The decision to appeal the injunction blocking the ban escalates the battle for the future of WeChat, owned by Chinese company Tencent Holdings. Washington officials have increasingly tried to prevent people in the US from using Chinese apps like WeChat and TikTok, and have worked to ban Chinese telecommunications products from American networks.

Last month, the Department of Commerce blocked American companies like Google and Apple from hosting WeChat in their app stores, as well as prevented companies from hosting their data or serving content to their users. However, Judge Beeler blocked the ban last month, days before it was due to go into effect, in response to a request from a group claiming to represent WeChat users.

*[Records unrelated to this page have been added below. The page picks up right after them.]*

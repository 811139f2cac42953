//! Routes deltas out of authoritative stores and into replicas
//!
//! Each tracked entity has a fixed [`Role`]. Only the authoritative side
//! publishes; only replicas accept incoming deltas, and they apply them to
//! plain state without touching the live attribute system.

use crate::attributes::state::EntityState;
use crate::core::error::{Result, SyncError};
use crate::core::types::EntityId;
use crate::sync::codec;
use crate::sync::message::SyncMessage;
use crate::sync::transport::{Envelope, ObserverId, Transport};
use crate::sync::SyncSink;
use ahash::AHashMap;
use std::sync::{Arc, PoisonError, RwLock, RwLockReadGuard, RwLockWriteGuard};

/// Whether this process owns an entity's state or mirrors it
#[derive(Debug, Clone, Copy, PartialEq, Eq, Hash)]
pub enum Role {
    Authoritative,
    Replica,
}

#[derive(Debug)]
struct Route {
    role: Role,
    observers: Vec<ObserverId>,
}

pub struct SyncDispatcher {
    transport: Arc<dyn Transport>,
    routes: RwLock<AHashMap<EntityId, Route>>,
}

impl SyncDispatcher {
    pub fn new(transport: Arc<dyn Transport>) -> Self {
        Self {
            transport,
            routes: RwLock::new(AHashMap::new()),
        }
    }

    /// Start routing for an entity
    ///
    /// The role is fixed for as long as the entity stays tracked; returns
    /// false if the entity was already tracked (its role is left unchanged).
    pub fn track(&self, entity: EntityId, role: Role) -> bool {
        let mut routes = self.write();
        if let Some(route) = routes.get(&entity) {
            if route.role != role {
                tracing::warn!(%entity, current = ?route.role, requested = ?role, "role change refused");
            }
            return false;
        }
        routes.insert(
            entity,
            Route {
                role,
                observers: Vec::new(),
            },
        );
        true
    }

    pub fn untrack(&self, entity: EntityId) -> bool {
        self.write().remove(&entity).is_some()
    }

    pub fn role(&self, entity: EntityId) -> Option<Role> {
        self.read().get(&entity).map(|route| route.role)
    }

    pub fn is_authoritative(&self, entity: EntityId) -> bool {
        self.role(entity) == Some(Role::Authoritative)
    }

    /// Register an observer of an authoritative entity
    pub fn add_observer(&self, entity: EntityId, observer: ObserverId) -> Result<()> {
        let mut routes = self.write();
        let route = routes
            .get_mut(&entity)
            .ok_or(SyncError::EntityNotTracked(entity))?;
        if !route.observers.contains(&observer) {
            route.observers.push(observer);
        }
        Ok(())
    }

    pub fn remove_observer(&self, entity: EntityId, observer: ObserverId) -> bool {
        let mut routes = self.write();
        let Some(route) = routes.get_mut(&entity) else {
            return false;
        };
        let before = route.observers.len();
        route.observers.retain(|o| *o != observer);
        route.observers.len() != before
    }

    pub fn observers(&self, entity: EntityId) -> Vec<ObserverId> {
        self.read()
            .get(&entity)
            .map(|route| route.observers.clone())
            .unwrap_or_default()
    }

    /// Encode and send a delta to every observer, if authoritative
    pub fn publish(&self, entity: EntityId, message: &SyncMessage) {
        let observers = {
            let routes = self.read();
            match routes.get(&entity) {
                Some(route) if route.role == Role::Authoritative => route.observers.clone(),
                _ => return,
            }
        };
        if observers.is_empty() {
            return;
        }

        let Some(payload) = self.encode(entity, message) else {
            return;
        };
        tracing::debug!(%entity, kind = message.kind(), observers = observers.len(), "publishing delta");
        for observer in observers {
            self.transport.send(
                observer,
                Envelope {
                    entity,
                    payload: payload.clone(),
                },
            );
        }
    }

    /// Send a delta to one observer only, if authoritative
    pub fn send_to(&self, entity: EntityId, observer: ObserverId, message: &SyncMessage) {
        if !self.is_authoritative(entity) {
            return;
        }
        if let Some(payload) = self.encode(entity, message) {
            self.transport.send(observer, Envelope { entity, payload });
        }
    }

    /// Decode an incoming delta and apply it to a replica's state
    ///
    /// A malformed buffer or a delta aimed at an authoritative entity is
    /// logged and discarded; `state` is left exactly as it was.
    pub fn on_receive(
        &self,
        entity: EntityId,
        bytes: &[u8],
        state: &mut EntityState,
    ) -> Result<SyncMessage> {
        match self.role(entity) {
            Some(Role::Replica) => {}
            Some(Role::Authoritative) => {
                tracing::warn!(%entity, "delta for authoritative entity discarded");
                return Err(SyncError::NotReplica(entity));
            }
            None => {
                tracing::warn!(%entity, "delta for untracked entity discarded");
                return Err(SyncError::EntityNotTracked(entity));
            }
        }

        let message = codec::decode(bytes).map_err(|e| {
            tracing::warn!(%entity, error = %e, len = bytes.len(), "malformed delta discarded");
            e
        })?;

        state.apply(&message);
        tracing::debug!(%entity, kind = message.kind(), "applied delta");
        Ok(message)
    }

    fn encode(&self, entity: EntityId, message: &SyncMessage) -> Option<Vec<u8>> {
        match codec::encode(message) {
            Ok(payload) => Some(payload),
            Err(e) => {
                tracing::warn!(%entity, kind = message.kind(), error = %e, "delta not encodable; dropped");
                None
            }
        }
    }

    fn read(&self) -> RwLockReadGuard<'_, AHashMap<EntityId, Route>> {
        self.routes.read().unwrap_or_else(PoisonError::into_inner)
    }

    fn write(&self) -> RwLockWriteGuard<'_, AHashMap<EntityId, Route>> {
        self.routes.write().unwrap_or_else(PoisonError::into_inner)
    }
}

impl SyncSink for SyncDispatcher {
    fn publish(&self, entity: EntityId, message: &SyncMessage) {
        SyncDispatcher::publish(self, entity, message);
    }
}

impl std::fmt::Debug for SyncDispatcher {
    fn fmt(&self, f: &mut std::fmt::Formatter<'_>) -> std::fmt::Result {
        f.debug_struct("SyncDispatcher")
            .field("routes", &*self.read())
            .finish()
    }
}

Judge Beeler issued an injunction because “serious questions on the matter” were her argument that the ban violated the first amendment. A Justice Department attorney argued that the rules were tightly drafted to protect the right of WeChat users to divulge personal and business information.

“We do not believe that they created a basis for the well-founded opinion of Judge Beeler to be disrupted or for the appeal to remain pending,” said Michael Bien, attorney for WeChat users. He said the government had “once again” ruled out concerns about the First Amendment’s ban.

The government had previously asked the judge to suspend her restraining order before formally appealing the verdict.

Beijing has been blocking American websites and apps for years. But it is only in recent years that the US government has taken action against Chinese-owned companies. It has pushed American companies to abandon Chinese telecommunications providers like Huawei and ZTE. More recently, it has targeted Chinese consumer apps like Grindr, TikTok, and WeChat.

In August, President Trump signed an ordinance banning WeChat at midnight on September 13. The injunction temporarily delayed the ban. The app is widely used worldwide, including by people in the United States who regularly communicate with friends and family in China.

The Trump administration has also pursued a similar ban on TikTok, the viral video app from Chinese company ByteDance. The first part of the ban, which would block the app for online stores, was delayed so the company could try to land a deal with Oracle and Walmart that would give U.S. shareholders more control over the app.

Last weekend, a judge issued an injunction that temporarily blocked the TikTok ban.